It arises due to the nascent legal and regulatory landscape around generative AI, which may result in companies being unaware of the essential standards.

Intellectual property rights, data privacy, and liability issues are part of the concerns too.

Ethical Risks

Ethical risks pertain to the potential misuse of generative AI in harmful ways. Issues such as the creation of manipulated content like deep fakes raise concerns about misrepresentation and harm to individuals.
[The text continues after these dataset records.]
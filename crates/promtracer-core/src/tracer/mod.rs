//! Host tracer capability.
//!
//! A host framework holds one or more [`Tracer`]s and calls `start` when a
//! request enters and `finish` once its response is known. Both hooks are
//! infallible from the host's point of view: instrumentation never fails or
//! blocks the request path.

pub mod stats;

use std::any::{Any, TypeId};
use std::collections::HashMap;
use std::sync::Arc;

use tokio_util::sync::{CancellationToken, DropGuard};

use crate::request::RequestContext;

/// Request lifecycle hooks consumed by the host framework.
pub trait Tracer: Send + Sync {
    /// Called at request entry. Returns the context the rest of the request runs with.
    fn start(&self, ctx: Context, c: &RequestContext) -> Context;

    /// Called at request exit with the context returned by `start`.
    fn finish(&self, ctx: &Context, c: &RequestContext);
}

impl<T: Tracer + ?Sized> Tracer for Arc<T> {
    fn start(&self, ctx: Context, c: &RequestContext) -> Context {
        (**self).start(ctx, c)
    }

    fn finish(&self, ctx: &Context, c: &RequestContext) {
        (**self).finish(ctx, c)
    }
}

/// Cancellation-aware per-request context with typed values.
///
/// Cloning is cheap; clones share the cancellation state.
#[derive(Clone, Default)]
pub struct Context {
    cancel: CancellationToken,
    values: HashMap<TypeId, Arc<dyn Any + Send + Sync>>,
}

impl Context {
    pub fn new() -> Self {
        Self::default()
    }

    /// Derive a context that is cancelled together with `self`, but can also be cancelled on its own.
    pub fn child(&self) -> Self {
        Self {
            cancel: self.cancel.child_token(),
            values: self.values.clone(),
        }
    }

    pub fn cancel(&self) {
        self.cancel.cancel();
    }

    pub fn is_cancelled(&self) -> bool {
        self.cancel.is_cancelled()
    }

    /// Resolves once the context is cancelled.
    pub async fn cancelled(&self) {
        self.cancel.cancelled().await
    }

    /// Cancel the context when the returned guard drops, unless it is disarmed first.
    pub fn cancel_on_drop(&self) -> DropGuard {
        self.cancel.clone().drop_guard()
    }

    /// Attach a value, replacing any previous value of the same type.
    pub fn with_value<T: Any + Send + Sync>(mut self, value: T) -> Self {
        self.values.insert(TypeId::of::<T>(), Arc::new(value));
        self
    }

    pub fn value<T: Any + Send + Sync>(&self) -> Option<&T> {
        self.values
            .get(&TypeId::of::<T>())
            .and_then(|v| v.downcast_ref::<T>())
    }
}

impl std::fmt::Debug for Context {
    fn fmt(&self, f: &mut std::fmt::Formatter<'_>) -> std::fmt::Result {
        f.debug_struct("Context")
            .field("cancelled", &self.is_cancelled())
            .field("values", &self.values.len())
            .finish()
    }
}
Microsoft’s President, Brad Smith has mentioned that his biggest worry about AI is “Deepfake.”

Security Risks

The use of large language models like ChatGPT can inadvertently lead to sensitive data leakage.

Although no direct public disclosure may occur, the data could be used by AI creators to train future models, potentially indirectly disclosing sensitive information.

Another risk is Generative AI’s ability to ]scan source code for vulnerabilities, it allows developers to quickly identify and fix issues.

However, this capability also poses a risk, as malicious actors can exploit vulnerabilities before defenders have a chance to address them.

With the advancement of AI, phishing is another major risk that has now become easier to automate, leading to higher response rates.

Mitigating Risks Of Generative AI

To mitigate these risks while using AI, the following measures should be taken:

  • using self-hosted or cloud-based models of these technologies with matching privacy policies
  • enforcing limits on data input
  • keeping systems patched and up-to-date
  • deploying anti-phishing software
  • educating employees on identifying and reporting suspicious emails.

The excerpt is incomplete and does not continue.